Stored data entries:
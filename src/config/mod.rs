use crate::cli::ConfigOverrides;
use crate::error::ConfigError;
use crate::models::{ConfigDocument, Configuration, Profile};
use crate::services::path_resolver;
use camino::{Utf8Path, Utf8PathBuf};
use std::fs::{self, OpenOptions};
use std::io::{self, Write};

/// Loads and saves the JSON configuration document.
///
/// Relative config file names are taken relative to `config_dir` (the
/// working directory for the binary). Saving never replaces an existing
/// file unless the configuration has `overwrite_config` set.
#[derive(Debug, Clone)]
pub struct ConfigStore {
    config_dir: Utf8PathBuf,
}

impl ConfigStore {
    /// Create a store rooted at `config_dir`. Nothing is created on disk.
    pub fn new<P: AsRef<Utf8Path>>(config_dir: P) -> Self {
        Self {
            config_dir: config_dir.as_ref().to_path_buf(),
        }
    }

    /// Store rooted at the current working directory
    pub fn in_current_dir() -> Result<Self, ConfigError> {
        Ok(Self::new(path_resolver::current_dir()?))
    }

    /// Where `file_name` lives for this store
    pub fn path_for(&self, file_name: &str) -> Utf8PathBuf {
        self.config_dir.join(file_name)
    }

    /// The canonical config file of `config`
    pub fn canonical_path(&self, config: &Configuration) -> Utf8PathBuf {
        self.path_for(&config.config_file_name)
    }

    /// Load a configuration document for the tool at `anchor`.
    ///
    /// # Errors
    ///
    /// - [`ConfigError::NotFound`] if the file does not exist
    /// - [`ConfigError::Format`] if it is not a JSON object of the expected shape
    pub fn load_from_file<P: AsRef<Utf8Path>>(
        &self,
        file_name: &str,
        anchor: P,
    ) -> Result<Configuration, ConfigError> {
        let path = self.path_for(file_name);

        let contents = fs::read_to_string(&path).map_err(|source| {
            if source.kind() == io::ErrorKind::NotFound {
                ConfigError::NotFound { path: path.clone() }
            } else {
                ConfigError::Read {
                    path: path.clone(),
                    source,
                }
            }
        })?;

        let value: serde_json::Value =
            serde_json::from_str(&contents).map_err(|source| ConfigError::Format {
                origin: path.to_string(),
                source,
            })?;
        let serde_json::Value::Object(overrides) = value else {
            return Err(ConfigError::Format {
                origin: path.to_string(),
                source: serde::de::Error::custom("top level must be a JSON object"),
            });
        };

        let document: ConfigDocument = serde_json::from_value(serde_json::Value::Object(overrides))
            .map_err(|source| ConfigError::Format {
                origin: path.to_string(),
                source,
            })?;
        let config = Configuration::from_document(anchor, document)?;

        tracing::info!("Loaded config from {}", path);
        Ok(config)
    }

    /// Load `file_name` if it exists, otherwise start from defaults.
    pub fn load_or_default<P: AsRef<Utf8Path>>(
        &self,
        file_name: &str,
        anchor: P,
    ) -> Result<Configuration, ConfigError> {
        match self.load_from_file(file_name, anchor.as_ref()) {
            Err(ConfigError::NotFound { path }) => {
                tracing::warn!("Config file not found at {}, using defaults", path);
                let mut config = Configuration::new(anchor)?;
                config.config_file_name = file_name.to_string();
                Ok(config)
            }
            other => other,
        }
    }

    /// Write `config` as 2-space indented JSON and return the path written.
    ///
    /// With `overwrite_config` the canonical config file is replaced.
    /// Otherwise a new `<config_file><timestamp>` file is created next to it;
    /// an existing file is never touched.
    pub fn dump_to_file(&self, config: &Configuration) -> Result<Utf8PathBuf, ConfigError> {
        let mut contents = serde_json::to_string_pretty(config).map_err(ConfigError::Serialize)?;
        contents.push('\n');

        if config.overwrite_config {
            let path = self.canonical_path(config);
            fs::write(&path, &contents).map_err(|source| ConfigError::Write {
                path: path.clone(),
                source,
            })?;
            tracing::info!("Saved config to {}", path);
            return Ok(path);
        }

        let stem = format!("{}{}", config.config_file_name, timestamp());
        let mut attempt = 0u32;
        loop {
            let path = if attempt == 0 {
                self.path_for(&stem)
            } else {
                self.path_for(&format!("{stem}-{attempt}"))
            };

            match OpenOptions::new().write(true).create_new(true).open(&path) {
                Ok(mut file) => {
                    file.write_all(contents.as_bytes())
                        .map_err(|source| ConfigError::Write {
                            path: path.clone(),
                            source,
                        })?;
                    tracing::info!("Saved config copy to {}", path);
                    return Ok(path);
                }
                Err(err) if err.kind() == io::ErrorKind::AlreadyExists => {
                    tracing::debug!("{} already exists, trying next name", path);
                    attempt += 1;
                }
                Err(source) => return Err(ConfigError::Write { path, source }),
            }
        }
    }
}

/// Local time down to microseconds, safe for file names
fn timestamp() -> String {
    chrono::Local::now().format("%Y%m%d-%H%M%S%.6f").to_string()
}

impl Configuration {
    /// Overlay the arguments given on the command line.
    ///
    /// A non-empty `special_profile` is parsed as a JSON object and turns on
    /// `use_special_profile`. `hashes` is split on whitespace and replaces the
    /// algorithm list; it must name at least one algorithm.
    pub fn apply_command_line_arguments(
        &mut self,
        args: &ConfigOverrides,
    ) -> Result<(), ConfigError> {
        if let Some(raw) = args.special_profile.as_deref().filter(|raw| !raw.trim().is_empty()) {
            let fragment: Profile =
                serde_json::from_str(raw).map_err(ConfigError::SpecialProfile)?;
            self.special_profile = Some(fragment);
            self.use_special_profile = true;
            tracing::debug!("Special profile supplied on the command line");
        }

        if let Some(raw) = args.hashes.as_deref() {
            let hashes: Vec<String> = raw.split_whitespace().map(str::to_string).collect();
            if hashes.is_empty() {
                return Err(ConfigError::EmptyHashList);
            }
            self.hash_algorithms = hashes;
        }

        if let Some(config_file) = &args.config_file {
            self.config_file_name = config_file.clone();
        }
        if let Some(mod_file) = &args.mod_file {
            self.mod_file_name = mod_file.clone();
        }

        let flags = [
            (&mut self.echo, args.echo),
            (&mut self.log, args.log),
            (&mut self.input, args.input),
            (&mut self.uninstall, args.uninstall),
            (&mut self.modify_config, args.modify_config),
            (&mut self.overwrite_config, args.overwrite_config),
        ];
        for (field, value) in flags {
            if let Some(value) = value {
                *field = value;
            }
        }

        Ok(())
    }
}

▸ THE PROBLEM
Give the data again exactly, line for line.

▸ SOLUTION FOR THIS EXERCISE
filename src/config/mod.rs
use crate::cli::ConfigOverrides;
use crate::error::ConfigError;
use crate::models::{ConfigDocument, Configuration, Profile};
use crate::services::path_resolver;
use camino::{Utf8Path, Utf8PathBuf};
use std::fs::{self, OpenOptions};
use std::io::{self, Write};

/// Loads and saves the JSON configuration document.
///
/// Relative config file names are taken relative to `config_dir` (the
/// working directory for the binary). Saving never replaces an existing
/// file unless the configuration has `overwrite_config` set.
#[derive(Debug, Clone)]
pub struct ConfigStore {
    config_dir: Utf8PathBuf,
}

impl ConfigStore {
    /// Create a store rooted at `config_dir`. Nothing is created on disk.
    pub fn new<P: AsRef<Utf8Path>>(config_dir: P) -> Self {
        Self {
            config_dir: config_dir.as_ref().to_path_buf(),
        }
    }

    /// Store rooted at the current working directory
    pub fn in_current_dir() -> Result<Self, ConfigError> {
        Ok(Self::new(path_resolver::current_dir()?))
    }

    /// Where `file_name` lives for this store
    pub fn path_for(&self, file_name: &str) -> Utf8PathBuf {
        self.config_dir.join(file_name)
    }

    /// The canonical config file of `config`
    pub fn canonical_path(&self, config: &Configuration) -> Utf8PathBuf {
        self.path_for(&config.config_file_name)
    }

    /// Load a configuration document for the tool at `anchor`.
    ///
    /// # Errors
    ///
    /// - [`ConfigError::NotFound`] if the file does not exist
    /// - [`ConfigError::Format`] if it is not a JSON object of the expected shape
    pub fn load_from_file<P: AsRef<Utf8Path>>(
        &self,
        file_name: &str,
        anchor: P,
    ) -> Result<Configuration, ConfigError> {
        let path = self.path_for(file_name);

        let contents = fs::read_to_string(&path).map_err(|source| {
            if source.kind() == io::ErrorKind::NotFound {
                ConfigError::NotFound { path: path.clone() }
            } else {
                ConfigError::Read {
                    path: path.clone(),
                    source,
                }
            }
        })?;

        let value: serde_json::Value =
            serde_json::from_str(&contents).map_err(|source| ConfigError::Format {
                origin: path.to_string(),
                source,
            })?;
        let serde_json::Value::Object(overrides) = value else {
            return Err(ConfigError::Format {
                origin: path.to_string(),
                source: serde::de::Error::custom("top level must be a JSON object"),
            });
        };

        let document: ConfigDocument = serde_json::from_value(serde_json::Value::Object(overrides))
            .map_err(|source| ConfigError::Format {
                origin: path.to_string(),
                source,
            })?;
        let config = Configuration::from_document(anchor, document)?;

        tracing::info!("Loaded config from {}", path);
        Ok(config)
    }

    /// Load `file_name` if it exists, otherwise start from defaults.
    pub fn load_or_default<P: AsRef<Utf8Path>>(
        &self,
        file_name: &str,
        anchor: P,
    ) -> Result<Configuration, ConfigError> {
        match self.load_from_file(file_name, anchor.as_ref()) {
            Err(ConfigError::NotFound { path }) => {
                tracing::warn!("Config file not found at {}, using defaults", path);
                let mut config = Configuration::new(anchor)?;
                config.config_file_name = file_name.to_string();
                Ok(config)
            }
            other => other,
        }
    }

    /// Write `config` as 2-space indented JSON and return the path written.
    ///
    /// With `overwrite_config` the canonical config file is replaced.
    /// Otherwise a new `<config_file><timestamp>` file is created next to it;
    /// an existing file is never touched.
    pub fn dump_to_file(&self, config: &Configuration) -> Result<Utf8PathBuf, ConfigError> {
        let mut contents = serde_json::to_string_pretty(config).map_err(ConfigError::Serialize)?;
        contents.push('\n');

        if config.overwrite_config {
            let path = self.canonical_path(config);
            fs::write(&path, &contents).map_err(|source| ConfigError::Write {
                path: path.clone(),
                source,
            })?;
            tracing::info!("Saved config to {}", path);
            return Ok(path);
        }

        let stem = format!("{}{}", config.config_file_name, timestamp());
        let mut attempt = 0u32;
        loop {
            let path = if attempt == 0 {
                self.path_for(&stem)
            } else {
                self.path_for(&format!("{stem}-{attempt}"))
            };

            match OpenOptions::new().write(true).create_new(true).open(&path) {
                Ok(mut file) => {
                    file.write_all(contents.as_bytes())
                        .map_err(|source| ConfigError::Write {
                            path: path.clone(),
                            source,
                        })?;
                    tracing::info!("Saved config copy to {}", path);
                    return Ok(path);
                }
                Err(err) if err.kind() == io::ErrorKind::AlreadyExists => {
                    tracing::debug!("{} already exists, trying next name", path);
                    attempt += 1;
                }
                Err(source) => return Err(ConfigError::Write { path, source }),
            }
        }
    }
}

/// Local time down to microseconds, safe for file names
fn timestamp() -> String {
    chrono::Local::now().format("%Y%m%d-%H%M%S%.6f").to_string()
}

impl Configuration {
    /// Overlay the arguments given on the command line.
    ///
    /// A non-empty `special_profile` is parsed as a JSON object and turns on
    /// `use_special_profile`. `hashes` is split on whitespace and replaces the
    /// algorithm list; it must name at least one algorithm.
    pub fn apply_command_line_arguments(
        &mut self,
        args: &ConfigOverrides,
    ) -> Result<(), ConfigError> {
        if let Some(raw) = args.special_profile.as_deref().filter(|raw| !raw.trim().is_empty()) {
            let fragment: Profile =
                serde_json::from_str(raw).map_err(ConfigError::SpecialProfile)?;
            self.special_profile = Some(fragment);
            self.use_special_profile = true;
            tracing::debug!("Special profile supplied on the command line");
        }

        if let Some(raw) = args.hashes.as_deref() {
            let hashes: Vec<String> = raw.split_whitespace().map(str::to_string).collect();
            if hashes.is_empty() {
                return Err(ConfigError::EmptyHashList);
            }
            self.hash_algorithms = hashes;
        }

        if let Some(config_file) = &args.config_file {
            self.config_file_name = config_file.clone();
        }
        if let Some(mod_file) = &args.mod_file {
            self.mod_file_name = mod_file.clone();
        }

        let flags = [
            (&mut self.echo, args.echo),
            (&mut self.log, args.log),
            (&mut self.input, args.input),
            (&mut self.uninstall, args.uninstall),
            (&mut self.modify_config, args.modify_config),
            (&mut self.overwrite_config, args.overwrite_config),
        ];
        for (field, value) in flags {
            if let Some(value) = value {
                *field = value;
            }
        }

        Ok(())
    }
}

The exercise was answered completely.